The invention also provides a parameterized assembling and boxing method of the nylon DTY silk spindle, which is used for a control device and comprises the parameterized assembling and boxing device of the nylon DTY silk spindle and two robot workstations, wherein the robot workstations comprise robots and clamps, the clamps are correspondingly arranged on the robots one by one, the clamps and the robots are respectively connected to the control device in a communication way, one robot workstation is arranged on one side of a first conveying line, and the other robot workstation is arranged on one side of a buffer conveying line;

the respective second ID reading devices are preset to correspond to different weight ranges, the method also comprises the following steps:

step one, controlling a first conveying line to work, conveying an empty wire tray, passing through a first ID reading device, then receiving the ID of the bottom of the empty wire tray read by the first ID reading device, and storing the ID; when the IDs of the preset number of wire reels are read, the first conveying line is controlled to stop working;

step two, controlling a robot and a clamp at one side of the first conveying line to work, grabbing a spinning cake, and placing the spinning cake into a weight detection device for weighing;

Step three, receiving the weight of the spinning cake detected by the weight detection device and storing the weight;

Step four, controlling a robot and a clamp at one side of the first conveying line to work, grabbing the spinning cakes, and correspondingly placing the spinning cakes on empty spinning discs one by one; binding the weight of the spinning cake and the ID at the bottom of the empty spinning disk in a one-to-one correspondence manner, and storing;

Step five, controlling the first conveying line to start working, and conveying the yarn disc filled with yarn cakes to the second conveying line;

Step six, controlling a second conveying line to work, conveying the wire tray and the wire cake through a second ID reading device, receiving the ID of the bottom of the wire tray filled with the wire cake read by the second ID reading device, and controlling the second conveying line to stop working and wait;

step seven, according to the received ID read by the second ID reading device, invoking weight data bound with the ID, comparing the weight data with a preset weight range corresponding to the second ID reading device, if the weight of the spinning cake is within the preset weight range, controlling a pushing mechanism to work, pushing a spinning disc and the spinning cake into a buffer conveying line corresponding to the second ID reading device, and after completion, controlling the pushing mechanism to reset and controlling a second conveying line to continue working; otherwise, executing the step eight;

Step eight, directly controlling a second conveying line to continue working, conveying the wire tray and the wire cake to a next second ID reading device, and then repeating the step seven; if the weight of the spinning cake is not in the weight range corresponding to each second ID reading device, when the number of the buffer conveying lines is 1 more than that of the second ID reading devices, controlling the last pushing mechanism to push the spinning disk and the spinning cake into the last buffer conveying line; when the number of the buffer memory conveying lines is equal to that of the second ID reading devices, controlling the second conveying lines to stop working, and controlling the alarm devices to send alarm prompts to wait for processing abnormality;

And step nine, controlling a robot and a clamp on one side of the buffer conveying line to work, and loading spinning cakes on the same buffer conveying line into corresponding boxes for carrying out.

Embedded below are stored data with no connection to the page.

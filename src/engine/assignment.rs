// ==========================================
// 学校课表排课系统 - 自动排课引擎
// ==========================================
// 职责: 按优先级贪心填充每周课表
// 输入: 领域快照 + 班级范围 + 教师-科目映射 + 作息窗口
// 输出: 新增条目 + 未达标清单
// ==========================================
// 规则:
// 1) 工作项 = 映射 × 班级，按 周课时降序 → 教师升序 → 班级升序 排序
// 2) 周一..周五、第 1 节..第 N 节 顺序寻找首个教师与班级均空闲的节次
// 3) 每个候选条目都经过 EntryValidator
// 4) 达不到周课时目标只记入未达标清单，不报错
// 5) 无随机性，相同输入得到相同输出
// ==========================================

use crate::domain::generation::{TeacherSubjectMapping, TimeWindow};
use crate::domain::schedule::ScheduleEntry;
use crate::domain::snapshot::DomainSnapshot;
use crate::domain::types::{ClassGroupId, EntryId, SchoolDay, SubjectId, TeacherId};
use crate::engine::error::{ScheduleError, ScheduleResult};
use crate::engine::time_grid::Slot;
use crate::engine::validator::EntryValidator;
use crate::i18n::t_with_args;
use serde::{Deserialize, Serialize};
use std::collections::BTreeSet;
use tracing::{debug, info, instrument};

// ==========================================
// 工作项与结果
// ==========================================

/// 排课工作项（教师, 科目, 班级）
#[derive(Debug, Clone, Copy, PartialEq, Eq)]
pub struct WorkItem {
    pub teacher_id: TeacherId,
    pub subject_id: SubjectId,
    pub class_group_id: ClassGroupId,
    pub target: u32, // 科目周课时目标
}

/// 未达标原因
#[derive(Debug, Clone, PartialEq, Eq, Serialize, Deserialize)]
#[serde(rename_all = "SCREAMING_SNAKE_CASE")]
pub enum ShortfallReason {
    /// 整周找不到更多空闲节次
    NoFreeSlot,
    /// 教师不具备该科目资质
    UnqualifiedTeacher,
    /// 映射引用了快照中不存在的记录
    UnknownReference { entity: String, id: i64 },
}

/// 未达标记录
#[derive(Debug, Clone, PartialEq, Eq, Serialize, Deserialize)]
pub struct Shortfall {
    pub teacher_id: TeacherId,
    pub subject_id: SubjectId,
    pub class_group_id: ClassGroupId,
    pub achieved: u32,
    pub target: u32,
    pub reason: ShortfallReason,
}

impl Shortfall {
    /// 缺口节数
    pub fn missing(&self) -> u32 {
        self.target.saturating_sub(self.achieved)
    }

    /// 面向用户的说明（按当前语言）
    pub fn describe(&self) -> String {
        let teacher = self.teacher_id.to_string();
        let subject = self.subject_id.to_string();
        let class_group = self.class_group_id.to_string();
        let achieved = self.achieved.to_string();
        let target = self.target.to_string();
        let mut args = vec![
            ("teacher", teacher.as_str()),
            ("subject", subject.as_str()),
            ("class_group", class_group.as_str()),
            ("achieved", achieved.as_str()),
            ("target", target.as_str()),
        ];
        let key = match &self.reason {
            ShortfallReason::NoFreeSlot => "shortfall.no_free_slot",
            ShortfallReason::UnqualifiedTeacher => "shortfall.unqualified_teacher",
            ShortfallReason::UnknownReference { entity, .. } => {
                args.push(("entity", entity.as_str()));
                "shortfall.unknown_reference"
            }
        };
        t_with_args(key, &args)
    }
}

/// 自动排课结果
#[derive(Debug, Clone, Default, PartialEq, Eq, Serialize, Deserialize)]
pub struct GenerationOutcome {
    pub placed: Vec<ScheduleEntry>,
    pub shortfalls: Vec<Shortfall>,
}

impl GenerationOutcome {
    /// 是否全部达标
    pub fn is_fully_satisfied(&self) -> bool {
        self.shortfalls.is_empty()
    }

    /// 某工作项实际排入节数
    pub fn placed_for(&self, teacher_id: TeacherId, subject_id: SubjectId, class_group_id: ClassGroupId) -> usize {
        self.placed
            .iter()
            .filter(|e| {
                e.teacher_id == teacher_id
                    && e.subject_id == subject_id
                    && e.class_group_id == class_group_id
            })
            .count()
    }
}

// ==========================================
// AssignmentEngine - 自动排课引擎
// ==========================================
pub struct AssignmentEngine {
    // 无状态引擎，不需要注入依赖
}

impl Default for AssignmentEngine {
    fn default() -> Self {
        Self::new()
    }
}

impl AssignmentEngine {
    pub fn new() -> Self {
        Self {}
    }

    /// 展开并排序工作项
    ///
    /// 不在 class_group_ids 范围内的班级被跳过；
    /// 快照中不存在的科目目标记为 0
    pub fn build_work_list(
        &self,
        snapshot: &DomainSnapshot,
        class_group_ids: &[ClassGroupId],
        mappings: &[TeacherSubjectMapping],
    ) -> Vec<WorkItem> {
        let in_scope: BTreeSet<ClassGroupId> = class_group_ids.iter().copied().collect();

        let mut work = Vec::new();
        for mapping in mappings {
            let target = snapshot
                .subject(mapping.subject_id)
                .map(|s| s.hours_per_week)
                .unwrap_or(0);
            for &class_group_id in &mapping.class_group_ids {
                if !in_scope.contains(&class_group_id) {
                    debug!(
                        teacher_id = mapping.teacher_id,
                        subject_id = mapping.subject_id,
                        class_group_id,
                        "班级不在本次排课范围内，跳过"
                    );
                    continue;
                }
                work.push(WorkItem {
                    teacher_id: mapping.teacher_id,
                    subject_id: mapping.subject_id,
                    class_group_id,
                    target,
                });
            }
        }

        // 稳定排序: 周课时降序 → 教师升序 → 班级升序
        work.sort_by(|a, b| {
            b.target
                .cmp(&a.target)
                .then(a.teacher_id.cmp(&b.teacher_id))
                .then(a.class_group_id.cmp(&b.class_group_id))
        });
        work
    }

    /// 自动排课
    ///
    /// # 参数
    /// - `snapshot`: 领域快照，其中条目即现有课表（不会被修改）
    /// - `class_group_ids`: 本次排课的班级范围
    /// - `mappings`: 教师-科目-班级映射
    /// - `window`: 作息窗口
    ///
    /// # 返回
    /// 新增条目（均已通过校验）与未达标清单
    ///
    /// # 错误
    /// 仅在作息窗口无效时返回 Configuration
    #[instrument(skip(self, snapshot, class_group_ids, mappings), fields(
        class_groups = class_group_ids.len(),
        mappings = mappings.len(),
        existing = snapshot.entries().len()
    ))]
    pub fn generate(
        &self,
        snapshot: &DomainSnapshot,
        class_group_ids: &[ClassGroupId],
        mappings: &[TeacherSubjectMapping],
        window: &TimeWindow,
    ) -> ScheduleResult<GenerationOutcome> {
        // 1. 时间网格 + 以现有条目为底的冲突索引
        let mut validator = EntryValidator::new(snapshot, window)?;
        let slots: Vec<Slot> = validator.grid().slots().to_vec();

        // 2-3. 工作项
        let work = self.build_work_list(snapshot, class_group_ids, mappings);

        let mut outcome = GenerationOutcome::default();
        for item in &work {
            if snapshot.subject(item.subject_id).is_none() {
                outcome.shortfalls.push(Shortfall {
                    teacher_id: item.teacher_id,
                    subject_id: item.subject_id,
                    class_group_id: item.class_group_id,
                    achieved: 0,
                    target: 0,
                    reason: ShortfallReason::UnknownReference {
                        entity: "subject".to_string(),
                        id: item.subject_id,
                    },
                });
                continue;
            }

            // 4. 逐项填充
            let (placed, stop_reason) = self.fill_work_item(&mut validator, item, &slots);
            let achieved = placed.len() as u32;
            outcome.placed.extend(placed);

            // 5. 未达标只记录
            if achieved < item.target {
                debug!(
                    teacher_id = item.teacher_id,
                    subject_id = item.subject_id,
                    class_group_id = item.class_group_id,
                    achieved,
                    target = item.target,
                    "工作项未达到周课时目标"
                );
                outcome.shortfalls.push(Shortfall {
                    teacher_id: item.teacher_id,
                    subject_id: item.subject_id,
                    class_group_id: item.class_group_id,
                    achieved,
                    target: item.target,
                    reason: stop_reason,
                });
            }
        }

        info!(
            work_items = work.len(),
            placed = outcome.placed.len(),
            shortfalls = outcome.shortfalls.len(),
            "自动排课完成"
        );
        Ok(outcome)
    }

    /// 填充单个工作项
    ///
    /// # 返回
    /// (排入的条目, 未达标时的原因)
    fn fill_work_item(
        &self,
        validator: &mut EntryValidator<'_>,
        item: &WorkItem,
        slots: &[Slot],
    ) -> (Vec<ScheduleEntry>, ShortfallReason) {
        let mut placed = Vec::new();
        if item.target == 0 {
            return (placed, ShortfallReason::NoFreeSlot);
        }

        for day in SchoolDay::ALL {
            for slot in slots {
                let index = validator.index();
                if !index.is_teacher_free(item.teacher_id, day, slot)
                    || !index.is_class_group_free(item.class_group_id, day, slot)
                {
                    continue;
                }

                let candidate = build_candidate(item, day, slot);
                match validator.validate(candidate) {
                    Ok(entry) => {
                        placed.push(entry);
                        if placed.len() as u32 >= item.target {
                            return (placed, ShortfallReason::NoFreeSlot);
                        }
                    }
                    Err(e) if e.is_conflict() => continue,
                    // 与时段无关的拒绝，换节次也不会通过
                    Err(e) => return (placed, stop_reason_for(&e)),
                }
            }
        }
        (placed, ShortfallReason::NoFreeSlot)
    }
}

/// 构造候选条目（确定性标识）
///
/// 标识取自起止时刻而非节次：节次随作息窗口变化，起止时刻不会
fn build_candidate(item: &WorkItem, day: SchoolDay, slot: &Slot) -> ScheduleEntry {
    let name = format!(
        "timetable-entry|class_group={}|day={}|start={}|end={}|teacher={}|subject={}",
        item.class_group_id,
        day,
        slot.start_time.format("%H:%M:%S"),
        slot.end_time.format("%H:%M:%S"),
        item.teacher_id,
        item.subject_id
    );
    ScheduleEntry {
        id: EntryId::derived(&name),
        class_group_id: item.class_group_id,
        teacher_id: item.teacher_id,
        subject_id: item.subject_id,
        day_of_week: day,
        start_time: slot.start_time,
        end_time: slot.end_time,
        room: None,
        lesson_number: slot.lesson_number,
    }
}

fn stop_reason_for(err: &ScheduleError) -> ShortfallReason {
    match err {
        ScheduleError::UnqualifiedTeacher { .. } => ShortfallReason::UnqualifiedTeacher,
        ScheduleError::UnknownReference { entity, id } => ShortfallReason::UnknownReference {
            entity: entity.to_string(),
            id: *id,
        },
        _ => ShortfallReason::NoFreeSlot,
    }
}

The invention has the advantages that: the utility model provides a vanning device is assembled in parameterization of nylon DTY silk spindle, includes: a first conveyor line; the number of the silk trays is N1, and N1 is more than or equal to 1; an ID is further arranged on the bottom surface of each chassis, and the IDs of the chassis are different; a first ID reading device; the weight detection devices are provided with N2, N2 is more than or equal to 1, and are respectively used for detecting the weight of equivalent spinning cakes; the second conveying line is connected to the rear of the first conveying line; n3 second ID reading devices are arranged, and N3 is more than or equal to 2; buffer transport lines, N4, n4=n3 or n4=n3+1; the pushing mechanisms are N5, and N5 = N4; and a control device. After the weight of the spinning cake is measured by the weight detection device, the spinning cake is fed back to the control device and can be bound with the ID of the spinning disk, the control device controls the pushing mechanism to push the spinning cake and the spinning disk which are positioned in different weight ranges onto corresponding buffer conveying lines, and therefore the spinning cake is distinguished according to the weight, and classified packaging is achieved.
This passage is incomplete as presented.